Your task: Copy the lines below that contain "format".

Data supplied:
——————————
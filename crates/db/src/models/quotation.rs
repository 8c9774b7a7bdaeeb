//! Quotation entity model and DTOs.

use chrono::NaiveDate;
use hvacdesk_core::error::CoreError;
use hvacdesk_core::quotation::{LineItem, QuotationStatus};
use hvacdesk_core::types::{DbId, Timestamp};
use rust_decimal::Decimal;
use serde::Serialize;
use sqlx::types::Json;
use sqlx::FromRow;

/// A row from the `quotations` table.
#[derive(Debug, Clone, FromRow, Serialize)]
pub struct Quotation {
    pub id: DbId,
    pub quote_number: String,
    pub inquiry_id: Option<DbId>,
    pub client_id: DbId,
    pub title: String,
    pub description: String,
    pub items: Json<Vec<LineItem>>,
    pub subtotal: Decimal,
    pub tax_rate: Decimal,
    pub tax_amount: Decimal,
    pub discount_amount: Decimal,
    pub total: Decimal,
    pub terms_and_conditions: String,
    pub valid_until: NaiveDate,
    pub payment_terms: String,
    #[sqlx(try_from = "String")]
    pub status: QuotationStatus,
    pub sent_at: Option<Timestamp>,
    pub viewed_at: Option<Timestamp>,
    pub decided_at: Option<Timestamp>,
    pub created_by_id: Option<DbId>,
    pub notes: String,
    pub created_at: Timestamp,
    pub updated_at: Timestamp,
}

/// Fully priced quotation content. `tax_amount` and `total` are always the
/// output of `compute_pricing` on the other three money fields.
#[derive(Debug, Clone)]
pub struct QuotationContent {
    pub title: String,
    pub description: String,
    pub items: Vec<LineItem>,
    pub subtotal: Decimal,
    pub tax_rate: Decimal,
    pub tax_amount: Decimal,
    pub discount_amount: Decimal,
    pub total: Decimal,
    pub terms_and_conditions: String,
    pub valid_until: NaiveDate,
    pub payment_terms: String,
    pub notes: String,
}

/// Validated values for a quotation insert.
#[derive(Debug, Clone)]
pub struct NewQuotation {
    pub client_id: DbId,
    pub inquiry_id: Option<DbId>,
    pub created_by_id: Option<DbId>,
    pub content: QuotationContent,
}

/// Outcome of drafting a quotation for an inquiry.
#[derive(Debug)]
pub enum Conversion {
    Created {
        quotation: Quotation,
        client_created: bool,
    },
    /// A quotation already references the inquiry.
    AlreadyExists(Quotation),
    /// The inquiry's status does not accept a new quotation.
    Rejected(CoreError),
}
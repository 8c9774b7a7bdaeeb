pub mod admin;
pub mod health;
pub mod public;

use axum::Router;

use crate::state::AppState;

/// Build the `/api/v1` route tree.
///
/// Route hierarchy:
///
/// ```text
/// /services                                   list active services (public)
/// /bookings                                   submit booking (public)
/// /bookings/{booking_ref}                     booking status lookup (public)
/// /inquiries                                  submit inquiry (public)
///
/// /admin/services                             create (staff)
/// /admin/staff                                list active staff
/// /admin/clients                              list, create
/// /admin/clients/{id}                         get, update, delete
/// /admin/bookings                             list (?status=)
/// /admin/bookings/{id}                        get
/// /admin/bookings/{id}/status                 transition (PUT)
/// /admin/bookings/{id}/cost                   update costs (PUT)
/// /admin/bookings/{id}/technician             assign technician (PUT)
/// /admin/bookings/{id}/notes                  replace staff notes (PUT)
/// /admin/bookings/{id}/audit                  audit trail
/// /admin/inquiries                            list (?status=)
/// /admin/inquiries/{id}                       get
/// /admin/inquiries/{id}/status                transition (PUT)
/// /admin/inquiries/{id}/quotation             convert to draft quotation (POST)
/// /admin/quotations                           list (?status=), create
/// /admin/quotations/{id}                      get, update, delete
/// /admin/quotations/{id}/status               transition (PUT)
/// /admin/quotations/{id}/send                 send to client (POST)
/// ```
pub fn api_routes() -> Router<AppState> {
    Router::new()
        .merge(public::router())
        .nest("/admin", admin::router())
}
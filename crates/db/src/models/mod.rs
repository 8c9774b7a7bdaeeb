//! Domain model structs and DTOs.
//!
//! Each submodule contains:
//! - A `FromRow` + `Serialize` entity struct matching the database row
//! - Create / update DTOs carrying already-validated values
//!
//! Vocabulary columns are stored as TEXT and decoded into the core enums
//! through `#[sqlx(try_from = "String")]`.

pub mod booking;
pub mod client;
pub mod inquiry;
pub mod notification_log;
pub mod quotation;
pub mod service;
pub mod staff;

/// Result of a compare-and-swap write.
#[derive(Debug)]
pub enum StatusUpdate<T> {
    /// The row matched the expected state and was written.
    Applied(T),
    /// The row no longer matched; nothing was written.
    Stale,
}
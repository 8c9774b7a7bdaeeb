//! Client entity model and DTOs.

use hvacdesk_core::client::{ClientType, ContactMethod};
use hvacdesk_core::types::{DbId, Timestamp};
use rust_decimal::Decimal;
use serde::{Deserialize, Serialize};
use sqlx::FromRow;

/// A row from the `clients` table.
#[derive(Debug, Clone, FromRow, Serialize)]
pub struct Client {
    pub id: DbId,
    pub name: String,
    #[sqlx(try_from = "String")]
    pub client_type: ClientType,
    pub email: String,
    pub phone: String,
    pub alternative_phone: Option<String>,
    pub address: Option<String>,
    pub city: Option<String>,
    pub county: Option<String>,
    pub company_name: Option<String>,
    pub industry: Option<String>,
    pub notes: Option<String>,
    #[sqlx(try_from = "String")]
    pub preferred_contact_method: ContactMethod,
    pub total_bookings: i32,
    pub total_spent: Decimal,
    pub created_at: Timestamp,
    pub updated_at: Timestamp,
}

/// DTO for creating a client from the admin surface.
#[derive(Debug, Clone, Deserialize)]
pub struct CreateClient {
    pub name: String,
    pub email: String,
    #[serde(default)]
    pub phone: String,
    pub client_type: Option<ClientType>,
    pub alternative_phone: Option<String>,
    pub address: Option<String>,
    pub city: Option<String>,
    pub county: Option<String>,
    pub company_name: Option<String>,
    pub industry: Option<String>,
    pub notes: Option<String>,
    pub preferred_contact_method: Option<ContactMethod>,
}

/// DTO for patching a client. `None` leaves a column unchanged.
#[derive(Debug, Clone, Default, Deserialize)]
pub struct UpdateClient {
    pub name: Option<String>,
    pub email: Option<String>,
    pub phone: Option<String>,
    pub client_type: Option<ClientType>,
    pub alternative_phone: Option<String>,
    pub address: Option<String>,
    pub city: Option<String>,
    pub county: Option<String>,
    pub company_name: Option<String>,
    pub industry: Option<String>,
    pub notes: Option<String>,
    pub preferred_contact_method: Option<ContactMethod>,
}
——————————
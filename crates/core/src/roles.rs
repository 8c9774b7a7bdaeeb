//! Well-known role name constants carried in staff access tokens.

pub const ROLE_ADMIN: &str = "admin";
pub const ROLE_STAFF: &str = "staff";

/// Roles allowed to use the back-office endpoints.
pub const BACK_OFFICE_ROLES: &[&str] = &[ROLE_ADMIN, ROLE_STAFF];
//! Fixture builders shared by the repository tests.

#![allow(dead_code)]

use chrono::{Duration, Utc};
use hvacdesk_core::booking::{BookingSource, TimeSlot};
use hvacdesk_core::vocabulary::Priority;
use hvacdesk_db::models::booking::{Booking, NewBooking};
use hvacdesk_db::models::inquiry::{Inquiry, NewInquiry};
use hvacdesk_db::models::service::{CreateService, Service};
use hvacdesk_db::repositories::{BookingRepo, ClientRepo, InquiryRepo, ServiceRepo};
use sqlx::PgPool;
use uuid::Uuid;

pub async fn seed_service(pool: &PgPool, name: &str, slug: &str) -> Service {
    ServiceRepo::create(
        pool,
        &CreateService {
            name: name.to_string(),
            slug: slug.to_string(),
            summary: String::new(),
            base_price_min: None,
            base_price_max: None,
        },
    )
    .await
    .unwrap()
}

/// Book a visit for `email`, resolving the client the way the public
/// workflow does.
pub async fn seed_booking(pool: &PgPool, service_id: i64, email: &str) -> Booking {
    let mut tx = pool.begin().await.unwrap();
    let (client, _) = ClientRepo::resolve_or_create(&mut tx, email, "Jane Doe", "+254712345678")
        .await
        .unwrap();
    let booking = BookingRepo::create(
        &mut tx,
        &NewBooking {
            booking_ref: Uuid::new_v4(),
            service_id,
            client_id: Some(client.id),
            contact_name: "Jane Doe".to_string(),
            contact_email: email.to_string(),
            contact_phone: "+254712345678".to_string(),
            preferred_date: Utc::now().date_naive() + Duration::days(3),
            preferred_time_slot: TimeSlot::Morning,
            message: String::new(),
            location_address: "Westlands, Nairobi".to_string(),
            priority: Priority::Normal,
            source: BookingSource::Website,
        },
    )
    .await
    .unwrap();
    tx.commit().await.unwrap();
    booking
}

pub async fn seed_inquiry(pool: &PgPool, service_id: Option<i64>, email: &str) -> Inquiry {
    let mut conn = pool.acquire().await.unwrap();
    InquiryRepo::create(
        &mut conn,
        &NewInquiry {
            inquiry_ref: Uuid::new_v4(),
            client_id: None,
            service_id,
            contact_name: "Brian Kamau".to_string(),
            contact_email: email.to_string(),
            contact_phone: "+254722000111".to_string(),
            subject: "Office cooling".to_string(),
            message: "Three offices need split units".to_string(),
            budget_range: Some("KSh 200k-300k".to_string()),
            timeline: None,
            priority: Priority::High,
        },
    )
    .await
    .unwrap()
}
——————————
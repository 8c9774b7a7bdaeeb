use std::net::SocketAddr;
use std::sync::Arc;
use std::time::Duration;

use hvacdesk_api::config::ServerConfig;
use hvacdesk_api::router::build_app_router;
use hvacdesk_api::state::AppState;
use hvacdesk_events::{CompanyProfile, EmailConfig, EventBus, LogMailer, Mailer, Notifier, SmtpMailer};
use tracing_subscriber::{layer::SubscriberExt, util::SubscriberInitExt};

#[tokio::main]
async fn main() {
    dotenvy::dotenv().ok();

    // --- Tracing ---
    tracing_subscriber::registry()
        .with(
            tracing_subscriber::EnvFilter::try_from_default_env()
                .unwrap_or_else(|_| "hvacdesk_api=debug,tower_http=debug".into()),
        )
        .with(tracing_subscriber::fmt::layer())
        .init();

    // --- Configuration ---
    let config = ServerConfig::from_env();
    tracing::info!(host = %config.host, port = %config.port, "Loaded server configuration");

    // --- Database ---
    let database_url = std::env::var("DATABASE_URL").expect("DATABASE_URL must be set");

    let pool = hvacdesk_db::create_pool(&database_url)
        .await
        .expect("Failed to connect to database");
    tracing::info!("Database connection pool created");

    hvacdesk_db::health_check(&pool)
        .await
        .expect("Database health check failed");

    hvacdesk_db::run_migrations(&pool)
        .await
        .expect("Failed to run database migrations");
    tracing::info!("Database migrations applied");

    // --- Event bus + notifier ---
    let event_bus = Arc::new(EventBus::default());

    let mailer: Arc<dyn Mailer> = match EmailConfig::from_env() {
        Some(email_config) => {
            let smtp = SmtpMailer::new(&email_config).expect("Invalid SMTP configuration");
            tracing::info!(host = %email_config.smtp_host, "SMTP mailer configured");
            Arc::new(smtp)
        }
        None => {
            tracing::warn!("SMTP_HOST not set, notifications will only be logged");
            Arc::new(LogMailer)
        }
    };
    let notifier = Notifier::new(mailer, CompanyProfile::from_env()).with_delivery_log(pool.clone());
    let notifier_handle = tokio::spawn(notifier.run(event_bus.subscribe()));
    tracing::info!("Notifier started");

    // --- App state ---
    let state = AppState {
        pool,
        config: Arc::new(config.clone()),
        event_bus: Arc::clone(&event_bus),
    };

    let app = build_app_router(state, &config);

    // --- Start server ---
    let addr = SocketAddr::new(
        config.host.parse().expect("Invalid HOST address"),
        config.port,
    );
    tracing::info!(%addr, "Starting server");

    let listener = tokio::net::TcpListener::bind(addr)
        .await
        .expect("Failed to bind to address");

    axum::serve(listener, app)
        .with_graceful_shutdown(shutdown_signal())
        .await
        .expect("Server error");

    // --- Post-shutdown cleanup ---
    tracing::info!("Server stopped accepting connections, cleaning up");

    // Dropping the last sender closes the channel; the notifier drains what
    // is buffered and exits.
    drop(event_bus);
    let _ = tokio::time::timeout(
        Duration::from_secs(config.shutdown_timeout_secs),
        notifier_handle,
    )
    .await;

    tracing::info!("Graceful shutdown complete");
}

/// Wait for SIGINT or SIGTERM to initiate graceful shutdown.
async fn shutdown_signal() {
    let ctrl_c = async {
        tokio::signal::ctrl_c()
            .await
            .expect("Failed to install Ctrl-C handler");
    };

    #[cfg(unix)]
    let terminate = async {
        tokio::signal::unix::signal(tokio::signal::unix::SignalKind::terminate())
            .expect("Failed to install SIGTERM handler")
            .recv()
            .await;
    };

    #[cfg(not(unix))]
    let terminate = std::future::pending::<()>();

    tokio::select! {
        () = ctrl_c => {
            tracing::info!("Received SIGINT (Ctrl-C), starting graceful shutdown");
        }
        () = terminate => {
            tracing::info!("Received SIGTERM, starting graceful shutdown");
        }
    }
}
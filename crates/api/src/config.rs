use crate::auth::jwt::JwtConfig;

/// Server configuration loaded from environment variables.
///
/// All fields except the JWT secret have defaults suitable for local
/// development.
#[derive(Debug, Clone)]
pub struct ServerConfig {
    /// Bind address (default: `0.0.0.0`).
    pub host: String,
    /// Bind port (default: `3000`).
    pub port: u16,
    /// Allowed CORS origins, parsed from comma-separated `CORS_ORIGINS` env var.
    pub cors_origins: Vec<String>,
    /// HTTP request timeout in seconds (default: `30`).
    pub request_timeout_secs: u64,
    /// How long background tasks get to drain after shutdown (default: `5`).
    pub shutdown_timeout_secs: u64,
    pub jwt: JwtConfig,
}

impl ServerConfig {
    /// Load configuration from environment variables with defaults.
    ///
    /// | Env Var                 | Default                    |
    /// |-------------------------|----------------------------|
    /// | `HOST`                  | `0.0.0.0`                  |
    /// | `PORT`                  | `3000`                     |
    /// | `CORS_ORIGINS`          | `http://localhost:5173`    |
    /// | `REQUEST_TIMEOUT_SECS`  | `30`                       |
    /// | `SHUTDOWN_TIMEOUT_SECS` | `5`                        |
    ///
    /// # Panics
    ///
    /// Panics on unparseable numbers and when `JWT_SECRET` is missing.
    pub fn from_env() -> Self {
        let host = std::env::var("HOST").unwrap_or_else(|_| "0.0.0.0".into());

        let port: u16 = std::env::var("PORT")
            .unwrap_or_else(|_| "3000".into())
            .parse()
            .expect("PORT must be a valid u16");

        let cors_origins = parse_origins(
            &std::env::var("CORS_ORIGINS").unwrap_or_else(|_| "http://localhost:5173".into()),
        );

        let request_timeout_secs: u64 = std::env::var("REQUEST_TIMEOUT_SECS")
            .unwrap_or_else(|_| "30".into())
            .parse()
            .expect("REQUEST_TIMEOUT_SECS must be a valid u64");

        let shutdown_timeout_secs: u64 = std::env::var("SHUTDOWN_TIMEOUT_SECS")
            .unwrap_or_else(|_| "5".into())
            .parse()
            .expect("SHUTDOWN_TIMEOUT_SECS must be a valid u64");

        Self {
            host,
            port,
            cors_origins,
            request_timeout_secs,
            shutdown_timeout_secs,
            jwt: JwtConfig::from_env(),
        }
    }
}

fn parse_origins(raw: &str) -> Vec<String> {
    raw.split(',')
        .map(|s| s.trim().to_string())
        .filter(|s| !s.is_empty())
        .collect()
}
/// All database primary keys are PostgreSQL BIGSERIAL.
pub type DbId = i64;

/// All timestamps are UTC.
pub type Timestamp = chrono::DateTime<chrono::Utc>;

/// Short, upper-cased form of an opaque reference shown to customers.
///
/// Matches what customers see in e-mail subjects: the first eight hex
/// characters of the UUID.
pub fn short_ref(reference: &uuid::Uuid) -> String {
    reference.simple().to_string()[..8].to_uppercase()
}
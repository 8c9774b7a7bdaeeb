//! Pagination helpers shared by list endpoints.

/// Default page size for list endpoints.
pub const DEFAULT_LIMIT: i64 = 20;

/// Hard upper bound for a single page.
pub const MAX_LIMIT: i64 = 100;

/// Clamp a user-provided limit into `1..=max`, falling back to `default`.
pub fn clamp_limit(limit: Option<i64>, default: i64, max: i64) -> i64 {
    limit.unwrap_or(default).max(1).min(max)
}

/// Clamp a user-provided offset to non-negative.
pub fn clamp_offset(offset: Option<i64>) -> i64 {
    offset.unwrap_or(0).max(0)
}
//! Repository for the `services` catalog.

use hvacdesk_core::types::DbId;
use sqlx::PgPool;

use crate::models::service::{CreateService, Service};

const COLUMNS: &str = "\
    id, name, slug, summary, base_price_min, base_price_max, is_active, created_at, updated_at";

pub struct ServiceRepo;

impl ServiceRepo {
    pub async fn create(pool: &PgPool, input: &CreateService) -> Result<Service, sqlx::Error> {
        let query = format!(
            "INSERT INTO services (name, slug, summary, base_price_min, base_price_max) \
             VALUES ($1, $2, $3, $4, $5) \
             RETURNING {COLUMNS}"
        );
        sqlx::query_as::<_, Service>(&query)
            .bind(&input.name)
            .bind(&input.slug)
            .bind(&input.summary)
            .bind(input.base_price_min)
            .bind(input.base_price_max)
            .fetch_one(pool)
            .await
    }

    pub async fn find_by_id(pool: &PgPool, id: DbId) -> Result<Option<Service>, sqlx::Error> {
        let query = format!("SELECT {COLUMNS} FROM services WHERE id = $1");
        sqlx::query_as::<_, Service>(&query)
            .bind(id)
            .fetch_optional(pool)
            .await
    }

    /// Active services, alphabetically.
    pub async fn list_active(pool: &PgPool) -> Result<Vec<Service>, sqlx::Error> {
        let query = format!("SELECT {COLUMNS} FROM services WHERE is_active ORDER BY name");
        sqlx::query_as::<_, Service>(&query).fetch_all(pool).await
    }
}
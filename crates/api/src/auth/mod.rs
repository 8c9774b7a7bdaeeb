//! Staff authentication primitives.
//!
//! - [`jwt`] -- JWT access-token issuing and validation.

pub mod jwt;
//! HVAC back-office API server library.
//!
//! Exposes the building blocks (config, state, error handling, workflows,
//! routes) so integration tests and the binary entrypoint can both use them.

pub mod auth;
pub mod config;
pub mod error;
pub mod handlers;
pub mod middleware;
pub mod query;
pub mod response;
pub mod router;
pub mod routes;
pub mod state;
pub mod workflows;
——————————
Output of the task:
        let query = format!(
        let query = format!("SELECT {COLUMNS} FROM services WHERE id = $1");
        let query = format!("SELECT {COLUMNS} FROM services WHERE is_active ORDER BY name");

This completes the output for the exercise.